Among the animated films in competition, I have to admit a personal bias toward “Ninety-Five Senses,” because I know the filmmakers, Jared and Jerusha Hess, the Utah husband-and-wife team behind “Napoleon Dynamite.” The movie, produced by the Salt Lake Film Society’s MAST filmmakers’ incubator program, depicts an old man (voiced by Tim Blake Nelson) describing the five senses. The story has a brutal twist in the middle, and goes down some dark and fascinating roads.

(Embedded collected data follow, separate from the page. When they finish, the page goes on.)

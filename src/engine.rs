//! Orchestrator (spec.md §4.I): owns every table's shard state, routes
//! writes to per-shard flush writers, runs the conversion thread pool, and
//! answers the four query shapes.
//!
//! Tables are an ambient generalization spec.md's on-disk layout implies
//! but never spells out a path for (`createTable(name, schema)` exists in
//! §6 but the `<root>/...` layout has no table segment); each table gets its
//! own subdirectory of `data_dir` carrying that exact layout, so a
//! single-table deployment is bit-for-bit what spec.md §6 describes.

use crate::config::EngineConfig;
use crate::converter;
use crate::error::{EngineError, Result};
use crate::flush_writer::FlushWriter;
use crate::index_manager::IndexManager;
use crate::latest_manager::LatestManager;
use crate::query::{aggregate, downsample, range, AggregateValue, Aggregator, CompareExpression};
use crate::row::Row;
use crate::schema::{ColumnType, Schema};
use crate::shard::VIN_NUM_RANGE;
use crate::staging;
use crate::threadpool::ThreadPool;
use std::collections::{HashMap, HashSet};
use std::fs;
use std::path::{Path, PathBuf};
use std::sync::{Arc, Mutex};
use tracing::{error, info, instrument};

const FINISH_COMPACTION_MARKER: &str = "finish_compaction";
const LATEST_RECORDS_FILE: &str = "latest_records";
const SCHEMA_FILE: &str = "schema.txt";

struct TableHandle {
    name: String,
    dir: PathBuf,
    schema: Arc<Schema>,
    flush: Vec<Mutex<Option<FlushWriter>>>,
    index: IndexManager,
    latest: LatestManager,
    poisoned: Mutex<HashSet<u16>>,
}

impl TableHandle {
    fn submit_conversion(self: &Arc<Self>, pool: &ThreadPool, shard: u16, ordinal: u32) {
        let table = Arc::clone(self);
        pool.submit(move || {
            match converter::convert(&table.dir, shard, ordinal, &table.schema) {
                Ok(outcome) => {
                    if let Err(e) = table.index.record_conversion(shard, ordinal, &outcome.tsm_path) {
                        error!(table = %table.name, shard, ordinal, error = %e, "failed to index converted file");
                        table.poisoned.lock().unwrap().insert(shard);
                        return;
                    }
                    if let Some(row) = outcome.latest_row {
                        table.latest.offer(shard, row);
                    }
                    // Only safe to unlink the staging file now that the TSM
                    // file's index is published: between write_tsm_file and
                    // here, queries still fall back to the staging file.
                    if let Err(e) = fs::remove_file(&outcome.staging_path) {
                        error!(table = %table.name, shard, ordinal, error = %e, "failed to remove staging file after conversion");
                        table.poisoned.lock().unwrap().insert(shard);
                        return;
                    }
                    info!(table = %table.name, shard, ordinal, "converted staging file");
                }
                Err(e) => {
                    error!(table = %table.name, shard, ordinal, error = %e, "conversion failed");
                    table.poisoned.lock().unwrap().insert(shard);
                }
            }
        });
    }
}

/// The embeddable storage engine. Construct with `Engine::connect`, tear
/// down with `Engine::shutdown` (consuming, since the thread pool itself is
/// joined and consumed there).
pub struct Engine {
    config: EngineConfig,
    pool: ThreadPool,
    tables: Mutex<HashMap<String, Arc<TableHandle>>>,
}

impl Engine {
    /// Opens `config.data_dir`, rehydrating every table directory found
    /// inside it (latest records and the in-memory index are populated only
    /// for tables whose `finish_compaction` marker is present, per spec.md
    /// §3's "compaction has completed previously").
    #[instrument(skip(config))]
    pub fn connect(config: EngineConfig) -> Result<Self> {
        fs::create_dir_all(&config.data_dir)?;
        let pool = ThreadPool::new(config.thread_pool_size);
        let mut tables = HashMap::new();

        for entry in fs::read_dir(&config.data_dir)? {
            let entry = entry?;
            if !entry.file_type()?.is_dir() {
                continue;
            }
            let dir = entry.path();
            if !dir.join(SCHEMA_FILE).is_file() {
                continue;
            }
            let name = entry.file_name().to_string_lossy().into_owned();
            let handle = open_table(&name, dir)?;
            tables.insert(name, Arc::new(handle));
        }

        Ok(Self {
            config,
            pool,
            tables: Mutex::new(tables),
        })
    }

    /// Creates a new table: writes `schema.txt` and registers empty shard
    /// state. Fails if a table of this name already exists.
    #[instrument(skip(self, schema))]
    pub fn create_table(&self, name: &str, schema: Schema) -> Result<()> {
        let mut tables = self.tables.lock().unwrap();
        if tables.contains_key(name) {
            return Err(EngineError::InvalidSchema(format!("table {name} already exists")));
        }
        let dir = self.config.data_dir.join(name);
        fs::create_dir_all(&dir)?;
        schema.write_to(&dir.join(SCHEMA_FILE))?;

        let handle = TableHandle {
            name: name.to_string(),
            dir: dir.clone(),
            schema: Arc::new(schema),
            flush: (0..VIN_NUM_RANGE).map(|_| Mutex::new(None)).collect(),
            index: IndexManager::new(dir),
            latest: LatestManager::new(),
            poisoned: Mutex::new(HashSet::new()),
        };
        tables.insert(name.to_string(), Arc::new(handle));
        Ok(())
    }

    fn table(&self, name: &str) -> Result<Arc<TableHandle>> {
        self.tables
            .lock()
            .unwrap()
            .get(name)
            .cloned()
            .ok_or_else(|| EngineError::UnknownTable(name.to_string()))
    }

    /// Routes every row to its shard's flush writer. Rows addressed to a
    /// shard that a prior conversion poisoned are rejected.
    pub fn write(&self, table: &str, rows: Vec<Row>) -> Result<()> {
        let table = self.table(table)?;
        for row in rows {
            let shard = row.vin_num;
            if table.poisoned.lock().unwrap().contains(&shard) {
                return Err(EngineError::ShardPoisoned(shard));
            }
            let mut slot = table.flush[shard as usize].lock().unwrap();
            if slot.is_none() {
                let dir = table.dir.join("no-compaction").join(shard.to_string());
                *slot = Some(FlushWriter::open(dir, &table.schema)?);
            }
            let writer = slot.as_mut().unwrap();
            let pool = &self.pool;
            writer.append(&table.schema, &row, &mut |ordinal| {
                table.submit_conversion(pool, shard, ordinal);
            })?;
        }
        Ok(())
    }

    pub fn latest_query(&self, table: &str, vin_nums: &[u16], columns: &[String]) -> Result<Vec<Row>> {
        let table = self.table(table)?;
        if vin_nums.is_empty() {
            return Err(EngineError::EmptyRequest);
        }
        let mut out = Vec::with_capacity(vin_nums.len());
        for &shard in vin_nums {
            if let Some(row) = table.latest.latest(shard, columns) {
                out.push(row);
                continue;
            }
            if let Some(row) = scan_staging_latest(&table.dir, shard, &table.schema, columns)? {
                out.push(row);
            }
        }
        Ok(out)
    }

    pub fn time_range_query(
        &self,
        table: &str,
        vin_num: u16,
        ts_lo: i64,
        ts_hi: i64,
        columns: &[String],
    ) -> Result<Vec<Row>> {
        let table = self.table(table)?;
        range::time_range_query(&table.dir, &table.index, &table.schema, vin_num, vin_num, ts_lo, ts_hi, columns)
    }

    pub fn aggregate_query(
        &self,
        table: &str,
        vin_num: u16,
        column: &str,
        aggregator: Aggregator,
        ts_lo: i64,
        ts_hi: i64,
    ) -> Result<Option<(i64, AggregateValue)>> {
        let table = self.table(table)?;
        let column_type = table
            .schema
            .column_type(column)
            .filter(ColumnType::is_numeric)
            .ok_or_else(|| EngineError::InvalidSchema(format!("not a numeric column: {column}")))?;
        let value = aggregate::aggregate_query(&table.index, vin_num, column, column_type, aggregator, ts_lo, ts_hi)?;
        Ok(value.map(|v| (ts_lo, v)))
    }

    #[allow(clippy::too_many_arguments)]
    pub fn downsample_query(
        &self,
        table: &str,
        vin_num: u16,
        column: &str,
        aggregator: Aggregator,
        filter: Option<&CompareExpression>,
        ts_lo: i64,
        ts_hi: i64,
        interval_ms: i64,
    ) -> Result<Vec<(i64, AggregateValue)>> {
        let table = self.table(table)?;
        let column_type = table
            .schema
            .column_type(column)
            .filter(ColumnType::is_numeric)
            .ok_or_else(|| EngineError::InvalidSchema(format!("not a numeric column: {column}")))?;
        downsample::downsample_query(
            &table.index,
            vin_num,
            column,
            column_type,
            aggregator,
            filter,
            ts_lo,
            ts_hi,
            interval_ms,
        )
    }

    /// Finalizes every table's writers (sealing partial staging files and
    /// submitting their conversion), waits for the pool to drain, then
    /// persists latest records and the `finish_compaction` marker per table.
    #[instrument(skip(self))]
    pub fn shutdown(self) -> Result<()> {
        let tables = self.tables.into_inner().unwrap();

        for table in tables.values() {
            for (shard, slot) in table.flush.iter().enumerate() {
                let mut slot = slot.lock().unwrap();
                if let Some(writer) = slot.as_mut() {
                    let pool = &self.pool;
                    writer.finalize(&mut |ordinal| {
                        table.submit_conversion(pool, shard as u16, ordinal);
                    })?;
                }
            }
        }

        self.pool.shutdown();

        for table in tables.values() {
            table.latest.persist(&table.dir.join(LATEST_RECORDS_FILE), &table.schema)?;
            fs::write(table.dir.join(FINISH_COMPACTION_MARKER), b"")?;
        }
        Ok(())
    }
}

fn open_table(name: &str, dir: PathBuf) -> Result<TableHandle> {
    let schema = Schema::read_from(&dir.join(SCHEMA_FILE))?;
    let index = IndexManager::new(dir.clone());
    let latest = LatestManager::new();

    if dir.join(FINISH_COMPACTION_MARKER).is_file() {
        for shard in 0..VIN_NUM_RANGE {
            index.load_shard(shard, &schema)?;
        }
        latest.load(&dir.join(LATEST_RECORDS_FILE), &schema)?;
    }

    Ok(TableHandle {
        name: name.to_string(),
        dir,
        schema: Arc::new(schema),
        flush: (0..VIN_NUM_RANGE).map(|_| Mutex::new(None)).collect(),
        index,
        latest,
        poisoned: Mutex::new(HashSet::new()),
    })
}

Also quite effective is director Tal Kantor’s “Letter to a Pig,” a French/Israeli production in which a Holocaust survivor tells his story to a high-school class, where one girl’s imagination gets swept up in his horrific tale.
The remainder of the animated program, all good: The Iranian “Our Uniform,” which uses fabric to reminisce about the filmmaker’s hijab-wearing school years; the French “Pachyderme,” a remembrance of a girl’s childhood visits to her grandparents’ lakeside cottage; and “War Is Over!,” a World War I allegory featuring John Lennon and Yoko Ono’s “Happy Christmas (War Is Over).”
(Shorts International, the company that distributes the Oscar shorts programs, has added two more animated shorts to fill out the program — since the five nominees run about an hour in total.)
The documentary program isn’t quite as good as the other two compilations, but there are some gems.
My favorite is “Nǎi Nai & Wài Pó,” in which director Sean Wang interviews his Taiwan-born grandmothers — ages 94 and 83 — who live together in the Bay Area. (Wang cast one of them as his fictional grandmother in his narrative film “Di Di,” which won the Audience Award for U.S. Dramatic films at this year’s Sundance Film Festival.)
For filmmaking prowess, the best may be “The Last Repair Shop,” directed by Ben Proudfoot and Kris Bowers, which tells the stories of the people who work for the Los Angeles Unified School District’s music department — lovingly fixing instruments used by students who otherwise couldn’t afford them. The camerawork is lush, and the movie ends with a musical interlude that’s simply beautiful.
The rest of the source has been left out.